• REQUIRED ACTION: Whenever the word "content" turns up in a line of the data below, copy that line.

• MATERIAL PROVIDED:
---+---
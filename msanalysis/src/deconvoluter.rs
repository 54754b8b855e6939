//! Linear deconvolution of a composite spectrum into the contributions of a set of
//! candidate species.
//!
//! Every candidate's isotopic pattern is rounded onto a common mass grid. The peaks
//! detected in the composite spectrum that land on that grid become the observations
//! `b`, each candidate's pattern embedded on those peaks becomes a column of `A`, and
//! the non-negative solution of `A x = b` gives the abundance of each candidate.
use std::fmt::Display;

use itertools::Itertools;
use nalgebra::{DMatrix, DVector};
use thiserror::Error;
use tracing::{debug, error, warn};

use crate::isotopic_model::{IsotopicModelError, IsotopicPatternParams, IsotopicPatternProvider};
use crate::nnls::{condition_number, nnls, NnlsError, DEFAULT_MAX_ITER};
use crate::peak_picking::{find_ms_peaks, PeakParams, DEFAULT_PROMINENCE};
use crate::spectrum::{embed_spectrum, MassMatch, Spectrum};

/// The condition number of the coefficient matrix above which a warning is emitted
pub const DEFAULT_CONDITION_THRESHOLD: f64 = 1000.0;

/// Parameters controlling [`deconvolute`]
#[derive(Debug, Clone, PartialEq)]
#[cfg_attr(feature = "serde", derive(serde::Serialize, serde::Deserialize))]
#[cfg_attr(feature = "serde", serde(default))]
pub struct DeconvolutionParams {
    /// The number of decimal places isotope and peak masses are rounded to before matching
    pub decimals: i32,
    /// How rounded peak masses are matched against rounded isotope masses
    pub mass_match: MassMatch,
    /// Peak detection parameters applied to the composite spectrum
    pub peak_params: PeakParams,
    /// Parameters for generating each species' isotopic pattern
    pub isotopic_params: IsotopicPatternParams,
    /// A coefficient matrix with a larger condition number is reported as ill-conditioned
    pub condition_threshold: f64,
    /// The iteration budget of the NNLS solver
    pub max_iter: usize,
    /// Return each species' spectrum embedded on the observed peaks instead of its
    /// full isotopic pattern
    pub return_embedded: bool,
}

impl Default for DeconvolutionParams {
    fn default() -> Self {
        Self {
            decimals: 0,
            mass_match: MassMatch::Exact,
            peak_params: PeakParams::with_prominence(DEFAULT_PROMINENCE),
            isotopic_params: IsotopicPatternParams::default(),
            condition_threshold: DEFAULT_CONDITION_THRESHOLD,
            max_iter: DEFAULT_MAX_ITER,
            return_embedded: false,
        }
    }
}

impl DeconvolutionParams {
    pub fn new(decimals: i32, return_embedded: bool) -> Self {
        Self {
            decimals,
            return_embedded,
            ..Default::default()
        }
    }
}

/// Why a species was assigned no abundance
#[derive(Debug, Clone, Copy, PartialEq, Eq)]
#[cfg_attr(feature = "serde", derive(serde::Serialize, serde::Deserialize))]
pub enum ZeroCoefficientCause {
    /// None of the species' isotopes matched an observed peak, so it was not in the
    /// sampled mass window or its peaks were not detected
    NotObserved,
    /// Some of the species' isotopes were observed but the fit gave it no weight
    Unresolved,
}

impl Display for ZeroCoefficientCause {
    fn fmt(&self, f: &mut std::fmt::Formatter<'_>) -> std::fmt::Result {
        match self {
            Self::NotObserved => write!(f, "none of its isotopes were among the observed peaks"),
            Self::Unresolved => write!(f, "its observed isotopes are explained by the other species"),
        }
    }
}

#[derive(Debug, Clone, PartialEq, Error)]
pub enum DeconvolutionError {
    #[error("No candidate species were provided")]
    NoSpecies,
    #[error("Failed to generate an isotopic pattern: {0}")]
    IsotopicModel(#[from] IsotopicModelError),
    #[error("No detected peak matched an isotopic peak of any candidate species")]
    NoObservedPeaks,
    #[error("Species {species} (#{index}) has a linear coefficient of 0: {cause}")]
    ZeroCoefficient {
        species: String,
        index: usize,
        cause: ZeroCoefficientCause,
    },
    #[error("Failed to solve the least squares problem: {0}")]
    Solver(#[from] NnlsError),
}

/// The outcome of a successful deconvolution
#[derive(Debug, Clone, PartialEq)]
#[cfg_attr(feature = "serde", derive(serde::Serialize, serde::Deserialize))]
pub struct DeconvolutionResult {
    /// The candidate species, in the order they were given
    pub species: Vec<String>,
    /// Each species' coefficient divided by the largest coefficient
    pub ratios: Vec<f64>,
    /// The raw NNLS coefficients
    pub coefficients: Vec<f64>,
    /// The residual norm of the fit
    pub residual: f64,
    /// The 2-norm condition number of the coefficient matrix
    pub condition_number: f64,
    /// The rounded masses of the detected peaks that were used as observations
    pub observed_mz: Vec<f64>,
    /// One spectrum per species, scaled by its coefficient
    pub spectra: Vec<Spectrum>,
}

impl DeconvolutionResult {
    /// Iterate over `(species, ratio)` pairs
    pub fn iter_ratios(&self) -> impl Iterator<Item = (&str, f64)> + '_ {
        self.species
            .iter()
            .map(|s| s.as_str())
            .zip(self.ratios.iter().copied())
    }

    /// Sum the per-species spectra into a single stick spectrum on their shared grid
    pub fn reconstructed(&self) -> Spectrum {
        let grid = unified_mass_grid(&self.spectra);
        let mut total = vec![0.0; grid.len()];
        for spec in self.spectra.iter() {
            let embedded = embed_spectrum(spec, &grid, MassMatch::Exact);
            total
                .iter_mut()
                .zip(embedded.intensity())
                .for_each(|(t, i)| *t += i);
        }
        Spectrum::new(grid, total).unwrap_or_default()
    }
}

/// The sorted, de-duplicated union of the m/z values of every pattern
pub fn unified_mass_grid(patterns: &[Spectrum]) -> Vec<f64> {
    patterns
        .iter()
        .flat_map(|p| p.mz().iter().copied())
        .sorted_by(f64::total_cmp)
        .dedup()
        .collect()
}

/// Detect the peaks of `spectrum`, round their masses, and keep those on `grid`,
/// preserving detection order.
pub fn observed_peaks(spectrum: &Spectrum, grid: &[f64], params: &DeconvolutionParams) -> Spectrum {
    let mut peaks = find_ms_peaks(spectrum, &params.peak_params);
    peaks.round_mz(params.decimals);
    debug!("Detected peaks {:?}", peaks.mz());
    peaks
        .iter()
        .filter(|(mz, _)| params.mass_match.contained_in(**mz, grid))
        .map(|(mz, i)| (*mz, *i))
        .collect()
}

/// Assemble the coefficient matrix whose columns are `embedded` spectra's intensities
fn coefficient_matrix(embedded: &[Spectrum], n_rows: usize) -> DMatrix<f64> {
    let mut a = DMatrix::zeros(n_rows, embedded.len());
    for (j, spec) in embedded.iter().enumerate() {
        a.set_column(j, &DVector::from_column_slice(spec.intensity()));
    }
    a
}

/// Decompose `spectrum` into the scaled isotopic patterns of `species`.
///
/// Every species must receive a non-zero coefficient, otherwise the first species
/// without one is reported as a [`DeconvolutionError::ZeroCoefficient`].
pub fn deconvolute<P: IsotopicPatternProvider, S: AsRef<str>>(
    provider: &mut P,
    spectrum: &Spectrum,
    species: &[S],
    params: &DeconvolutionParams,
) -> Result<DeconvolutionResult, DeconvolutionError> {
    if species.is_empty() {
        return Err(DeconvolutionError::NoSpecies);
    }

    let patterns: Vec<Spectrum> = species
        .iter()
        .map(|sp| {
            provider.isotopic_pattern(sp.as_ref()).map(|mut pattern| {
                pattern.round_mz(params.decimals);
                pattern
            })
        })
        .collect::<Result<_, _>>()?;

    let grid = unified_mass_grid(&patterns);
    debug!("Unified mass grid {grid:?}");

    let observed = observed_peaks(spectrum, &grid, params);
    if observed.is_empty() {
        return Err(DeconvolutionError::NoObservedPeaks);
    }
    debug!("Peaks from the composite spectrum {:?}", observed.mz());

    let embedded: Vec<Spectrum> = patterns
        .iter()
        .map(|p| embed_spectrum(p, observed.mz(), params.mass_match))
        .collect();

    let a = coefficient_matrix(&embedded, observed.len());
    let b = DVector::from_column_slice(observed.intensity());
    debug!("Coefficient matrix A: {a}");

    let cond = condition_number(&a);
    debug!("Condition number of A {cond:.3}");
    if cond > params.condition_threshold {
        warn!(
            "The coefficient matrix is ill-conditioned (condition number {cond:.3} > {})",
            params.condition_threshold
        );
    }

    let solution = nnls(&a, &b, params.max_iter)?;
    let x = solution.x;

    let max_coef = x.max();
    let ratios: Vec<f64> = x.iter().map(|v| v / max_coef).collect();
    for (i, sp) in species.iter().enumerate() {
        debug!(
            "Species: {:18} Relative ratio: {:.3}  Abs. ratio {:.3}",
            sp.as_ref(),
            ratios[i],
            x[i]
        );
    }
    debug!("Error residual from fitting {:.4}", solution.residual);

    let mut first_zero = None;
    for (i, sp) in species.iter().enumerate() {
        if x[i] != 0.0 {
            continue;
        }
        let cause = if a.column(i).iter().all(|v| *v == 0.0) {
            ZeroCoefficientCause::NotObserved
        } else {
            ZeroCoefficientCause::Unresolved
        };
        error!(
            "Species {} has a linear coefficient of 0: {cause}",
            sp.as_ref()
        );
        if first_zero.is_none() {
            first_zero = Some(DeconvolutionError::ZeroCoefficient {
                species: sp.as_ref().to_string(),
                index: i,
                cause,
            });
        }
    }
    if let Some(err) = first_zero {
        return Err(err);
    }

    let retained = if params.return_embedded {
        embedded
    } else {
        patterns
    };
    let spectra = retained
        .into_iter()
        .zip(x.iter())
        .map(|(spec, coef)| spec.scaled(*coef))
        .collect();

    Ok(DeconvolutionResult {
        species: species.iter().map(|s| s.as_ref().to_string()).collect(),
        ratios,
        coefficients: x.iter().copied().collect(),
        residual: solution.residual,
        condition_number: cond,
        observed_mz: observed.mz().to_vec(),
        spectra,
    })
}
---+---
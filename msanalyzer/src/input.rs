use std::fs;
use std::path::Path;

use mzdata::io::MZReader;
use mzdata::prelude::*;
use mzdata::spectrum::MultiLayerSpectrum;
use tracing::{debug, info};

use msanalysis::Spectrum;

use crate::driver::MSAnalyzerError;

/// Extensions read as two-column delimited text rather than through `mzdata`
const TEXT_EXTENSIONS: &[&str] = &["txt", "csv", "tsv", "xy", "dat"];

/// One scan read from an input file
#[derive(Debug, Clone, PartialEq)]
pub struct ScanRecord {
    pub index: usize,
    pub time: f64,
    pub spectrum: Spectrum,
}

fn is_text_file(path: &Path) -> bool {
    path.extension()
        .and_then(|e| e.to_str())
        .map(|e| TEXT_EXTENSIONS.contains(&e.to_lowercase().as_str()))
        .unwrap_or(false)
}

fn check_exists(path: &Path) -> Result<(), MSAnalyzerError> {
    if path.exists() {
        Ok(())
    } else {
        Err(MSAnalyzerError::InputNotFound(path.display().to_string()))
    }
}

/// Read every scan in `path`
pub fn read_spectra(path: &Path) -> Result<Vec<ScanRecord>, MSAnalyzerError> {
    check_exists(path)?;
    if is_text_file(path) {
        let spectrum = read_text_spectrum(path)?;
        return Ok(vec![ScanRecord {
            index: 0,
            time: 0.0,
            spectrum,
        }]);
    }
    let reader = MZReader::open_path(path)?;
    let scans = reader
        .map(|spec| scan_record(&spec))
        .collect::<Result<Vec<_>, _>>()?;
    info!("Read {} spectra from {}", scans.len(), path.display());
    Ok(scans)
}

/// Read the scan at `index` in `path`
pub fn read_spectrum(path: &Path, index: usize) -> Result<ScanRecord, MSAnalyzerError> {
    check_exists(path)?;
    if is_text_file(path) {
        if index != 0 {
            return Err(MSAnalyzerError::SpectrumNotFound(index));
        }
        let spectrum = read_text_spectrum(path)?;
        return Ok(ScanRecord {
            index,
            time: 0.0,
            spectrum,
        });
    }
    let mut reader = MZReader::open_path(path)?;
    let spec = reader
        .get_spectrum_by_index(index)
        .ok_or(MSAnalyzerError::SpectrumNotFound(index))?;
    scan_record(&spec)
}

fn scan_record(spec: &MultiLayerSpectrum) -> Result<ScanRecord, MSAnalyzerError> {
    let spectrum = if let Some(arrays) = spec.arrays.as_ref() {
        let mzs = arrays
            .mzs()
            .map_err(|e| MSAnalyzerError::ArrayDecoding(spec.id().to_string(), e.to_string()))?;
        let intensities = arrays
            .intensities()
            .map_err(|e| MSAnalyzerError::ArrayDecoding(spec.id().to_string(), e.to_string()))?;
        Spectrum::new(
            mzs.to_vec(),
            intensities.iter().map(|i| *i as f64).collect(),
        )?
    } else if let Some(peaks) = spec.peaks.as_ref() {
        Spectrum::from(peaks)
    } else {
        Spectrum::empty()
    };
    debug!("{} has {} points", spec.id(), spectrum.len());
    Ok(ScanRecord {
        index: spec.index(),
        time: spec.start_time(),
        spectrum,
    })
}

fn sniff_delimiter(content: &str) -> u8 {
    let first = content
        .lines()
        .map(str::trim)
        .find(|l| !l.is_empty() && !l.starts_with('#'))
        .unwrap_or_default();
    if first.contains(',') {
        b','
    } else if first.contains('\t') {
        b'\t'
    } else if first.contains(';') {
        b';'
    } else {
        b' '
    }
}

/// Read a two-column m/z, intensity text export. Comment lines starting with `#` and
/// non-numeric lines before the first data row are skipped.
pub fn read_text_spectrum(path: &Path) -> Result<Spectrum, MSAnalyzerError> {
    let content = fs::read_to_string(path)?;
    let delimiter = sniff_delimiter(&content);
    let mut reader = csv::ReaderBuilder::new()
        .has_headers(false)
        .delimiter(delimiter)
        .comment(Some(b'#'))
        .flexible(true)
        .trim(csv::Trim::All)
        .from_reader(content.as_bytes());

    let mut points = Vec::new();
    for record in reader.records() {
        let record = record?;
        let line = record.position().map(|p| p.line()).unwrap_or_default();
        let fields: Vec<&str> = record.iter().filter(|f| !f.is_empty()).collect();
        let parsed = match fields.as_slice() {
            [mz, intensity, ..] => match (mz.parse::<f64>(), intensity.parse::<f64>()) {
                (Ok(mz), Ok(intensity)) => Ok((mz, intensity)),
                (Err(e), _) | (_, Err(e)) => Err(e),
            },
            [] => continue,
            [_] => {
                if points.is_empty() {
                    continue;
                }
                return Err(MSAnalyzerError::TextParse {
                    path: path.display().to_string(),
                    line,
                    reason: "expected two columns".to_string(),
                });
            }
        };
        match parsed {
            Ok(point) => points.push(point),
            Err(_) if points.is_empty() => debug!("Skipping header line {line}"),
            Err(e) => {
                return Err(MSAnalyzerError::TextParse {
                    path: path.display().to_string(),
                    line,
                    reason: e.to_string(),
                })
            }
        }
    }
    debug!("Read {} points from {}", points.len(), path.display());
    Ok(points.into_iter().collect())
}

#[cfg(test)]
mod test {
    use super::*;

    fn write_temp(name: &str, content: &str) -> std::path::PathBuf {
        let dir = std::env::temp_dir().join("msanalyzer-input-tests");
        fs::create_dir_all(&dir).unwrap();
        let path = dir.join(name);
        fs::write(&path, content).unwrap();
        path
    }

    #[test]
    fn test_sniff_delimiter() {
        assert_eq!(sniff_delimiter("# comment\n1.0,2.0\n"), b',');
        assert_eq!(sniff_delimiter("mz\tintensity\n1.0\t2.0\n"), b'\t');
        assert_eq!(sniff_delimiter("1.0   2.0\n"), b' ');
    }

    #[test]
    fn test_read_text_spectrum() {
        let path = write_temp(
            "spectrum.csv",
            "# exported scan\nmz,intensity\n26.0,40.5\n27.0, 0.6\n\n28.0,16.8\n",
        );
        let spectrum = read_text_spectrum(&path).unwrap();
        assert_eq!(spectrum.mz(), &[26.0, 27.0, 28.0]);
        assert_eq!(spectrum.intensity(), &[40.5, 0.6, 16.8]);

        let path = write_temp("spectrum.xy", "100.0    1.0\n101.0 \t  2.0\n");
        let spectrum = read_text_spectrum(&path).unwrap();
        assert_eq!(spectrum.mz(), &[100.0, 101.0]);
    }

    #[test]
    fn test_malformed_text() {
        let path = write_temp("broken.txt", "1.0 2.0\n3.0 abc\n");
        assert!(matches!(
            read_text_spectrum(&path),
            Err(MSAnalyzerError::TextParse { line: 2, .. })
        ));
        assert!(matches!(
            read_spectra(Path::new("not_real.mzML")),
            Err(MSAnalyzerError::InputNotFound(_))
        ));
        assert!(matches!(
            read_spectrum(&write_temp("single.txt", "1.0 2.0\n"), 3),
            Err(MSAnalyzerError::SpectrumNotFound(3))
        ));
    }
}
---+---
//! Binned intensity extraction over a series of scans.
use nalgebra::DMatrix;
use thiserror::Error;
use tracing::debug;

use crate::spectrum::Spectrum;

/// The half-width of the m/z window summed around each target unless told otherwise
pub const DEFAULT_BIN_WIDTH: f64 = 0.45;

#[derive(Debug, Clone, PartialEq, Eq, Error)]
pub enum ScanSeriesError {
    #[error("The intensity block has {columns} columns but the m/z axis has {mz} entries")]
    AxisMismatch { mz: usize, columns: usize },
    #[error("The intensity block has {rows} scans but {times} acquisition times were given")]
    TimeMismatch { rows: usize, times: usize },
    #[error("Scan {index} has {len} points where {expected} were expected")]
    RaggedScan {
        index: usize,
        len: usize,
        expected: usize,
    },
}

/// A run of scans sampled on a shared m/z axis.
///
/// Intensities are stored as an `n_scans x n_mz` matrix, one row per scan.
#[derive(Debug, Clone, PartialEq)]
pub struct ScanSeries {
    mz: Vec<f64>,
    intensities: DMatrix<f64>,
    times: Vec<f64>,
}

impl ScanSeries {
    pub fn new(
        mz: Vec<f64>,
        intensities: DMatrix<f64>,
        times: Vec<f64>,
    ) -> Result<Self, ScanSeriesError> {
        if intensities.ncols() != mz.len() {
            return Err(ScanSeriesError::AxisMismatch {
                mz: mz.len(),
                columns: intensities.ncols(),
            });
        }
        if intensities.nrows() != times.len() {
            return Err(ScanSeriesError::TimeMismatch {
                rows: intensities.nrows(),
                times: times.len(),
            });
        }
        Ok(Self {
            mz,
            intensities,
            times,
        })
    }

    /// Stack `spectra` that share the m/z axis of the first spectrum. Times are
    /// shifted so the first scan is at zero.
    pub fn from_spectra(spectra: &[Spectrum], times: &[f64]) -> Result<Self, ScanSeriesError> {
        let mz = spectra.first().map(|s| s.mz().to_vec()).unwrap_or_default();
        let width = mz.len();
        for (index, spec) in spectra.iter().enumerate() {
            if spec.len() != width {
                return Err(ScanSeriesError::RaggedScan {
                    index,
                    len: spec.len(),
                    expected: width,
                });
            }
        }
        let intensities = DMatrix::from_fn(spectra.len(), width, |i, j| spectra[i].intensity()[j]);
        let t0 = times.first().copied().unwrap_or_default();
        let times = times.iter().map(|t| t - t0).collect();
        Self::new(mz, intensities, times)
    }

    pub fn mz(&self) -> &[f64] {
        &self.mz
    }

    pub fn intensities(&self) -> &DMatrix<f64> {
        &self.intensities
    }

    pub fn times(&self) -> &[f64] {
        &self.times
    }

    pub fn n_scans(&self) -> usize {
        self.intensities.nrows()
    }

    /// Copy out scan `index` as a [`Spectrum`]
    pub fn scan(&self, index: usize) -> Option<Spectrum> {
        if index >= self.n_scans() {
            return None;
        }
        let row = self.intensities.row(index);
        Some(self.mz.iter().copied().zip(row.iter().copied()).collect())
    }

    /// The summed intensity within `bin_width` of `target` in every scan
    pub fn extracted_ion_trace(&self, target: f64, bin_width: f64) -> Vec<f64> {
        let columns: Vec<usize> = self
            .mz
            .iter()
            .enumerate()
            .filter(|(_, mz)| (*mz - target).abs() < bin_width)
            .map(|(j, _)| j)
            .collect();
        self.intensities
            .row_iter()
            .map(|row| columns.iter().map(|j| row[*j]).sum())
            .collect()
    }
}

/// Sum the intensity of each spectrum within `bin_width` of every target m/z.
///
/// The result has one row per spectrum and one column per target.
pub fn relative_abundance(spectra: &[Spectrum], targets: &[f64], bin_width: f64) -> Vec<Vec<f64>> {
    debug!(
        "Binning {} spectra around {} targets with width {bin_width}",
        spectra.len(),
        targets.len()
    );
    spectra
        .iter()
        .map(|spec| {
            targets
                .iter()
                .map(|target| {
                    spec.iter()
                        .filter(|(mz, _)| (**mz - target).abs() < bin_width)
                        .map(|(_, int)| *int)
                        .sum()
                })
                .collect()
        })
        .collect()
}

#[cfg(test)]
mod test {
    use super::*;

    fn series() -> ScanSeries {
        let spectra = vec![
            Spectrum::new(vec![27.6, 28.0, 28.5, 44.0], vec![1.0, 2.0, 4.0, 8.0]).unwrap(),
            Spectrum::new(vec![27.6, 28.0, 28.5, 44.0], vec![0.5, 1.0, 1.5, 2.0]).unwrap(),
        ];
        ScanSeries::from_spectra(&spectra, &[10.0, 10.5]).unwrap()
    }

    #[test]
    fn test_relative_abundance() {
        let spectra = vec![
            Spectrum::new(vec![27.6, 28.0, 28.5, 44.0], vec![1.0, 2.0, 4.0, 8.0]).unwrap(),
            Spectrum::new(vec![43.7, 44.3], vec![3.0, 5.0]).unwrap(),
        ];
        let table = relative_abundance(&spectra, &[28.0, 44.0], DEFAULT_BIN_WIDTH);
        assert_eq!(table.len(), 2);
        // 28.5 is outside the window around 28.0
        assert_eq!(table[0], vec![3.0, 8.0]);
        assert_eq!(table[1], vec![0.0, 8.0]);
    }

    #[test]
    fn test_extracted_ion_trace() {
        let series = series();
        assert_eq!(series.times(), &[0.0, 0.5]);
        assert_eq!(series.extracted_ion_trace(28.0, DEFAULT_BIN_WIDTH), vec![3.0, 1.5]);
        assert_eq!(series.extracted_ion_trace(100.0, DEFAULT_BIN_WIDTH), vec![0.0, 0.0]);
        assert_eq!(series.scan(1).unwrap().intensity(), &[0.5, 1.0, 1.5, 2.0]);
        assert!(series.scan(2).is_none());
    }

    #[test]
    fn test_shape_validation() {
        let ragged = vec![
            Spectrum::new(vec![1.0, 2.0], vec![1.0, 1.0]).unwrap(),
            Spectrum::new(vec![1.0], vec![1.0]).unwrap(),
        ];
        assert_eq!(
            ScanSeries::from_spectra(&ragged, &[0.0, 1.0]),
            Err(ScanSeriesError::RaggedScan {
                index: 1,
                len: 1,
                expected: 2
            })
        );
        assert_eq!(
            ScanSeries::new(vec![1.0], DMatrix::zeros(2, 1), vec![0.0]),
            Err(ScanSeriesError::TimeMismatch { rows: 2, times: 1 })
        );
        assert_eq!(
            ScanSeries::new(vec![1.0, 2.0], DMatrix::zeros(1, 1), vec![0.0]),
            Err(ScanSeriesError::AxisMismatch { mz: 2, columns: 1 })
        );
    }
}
---+---
• ANSWER AREA:
fn sniff_delimiter(content: &str) -> u8 {
    let first = content
    let content = fs::read_to_string(path)?;
    let delimiter = sniff_delimiter(&content);
        .from_reader(content.as_bytes());
    fn write_temp(name: &str, content: &str) -> std::path::PathBuf {
        fs::write(&path, content).unwrap();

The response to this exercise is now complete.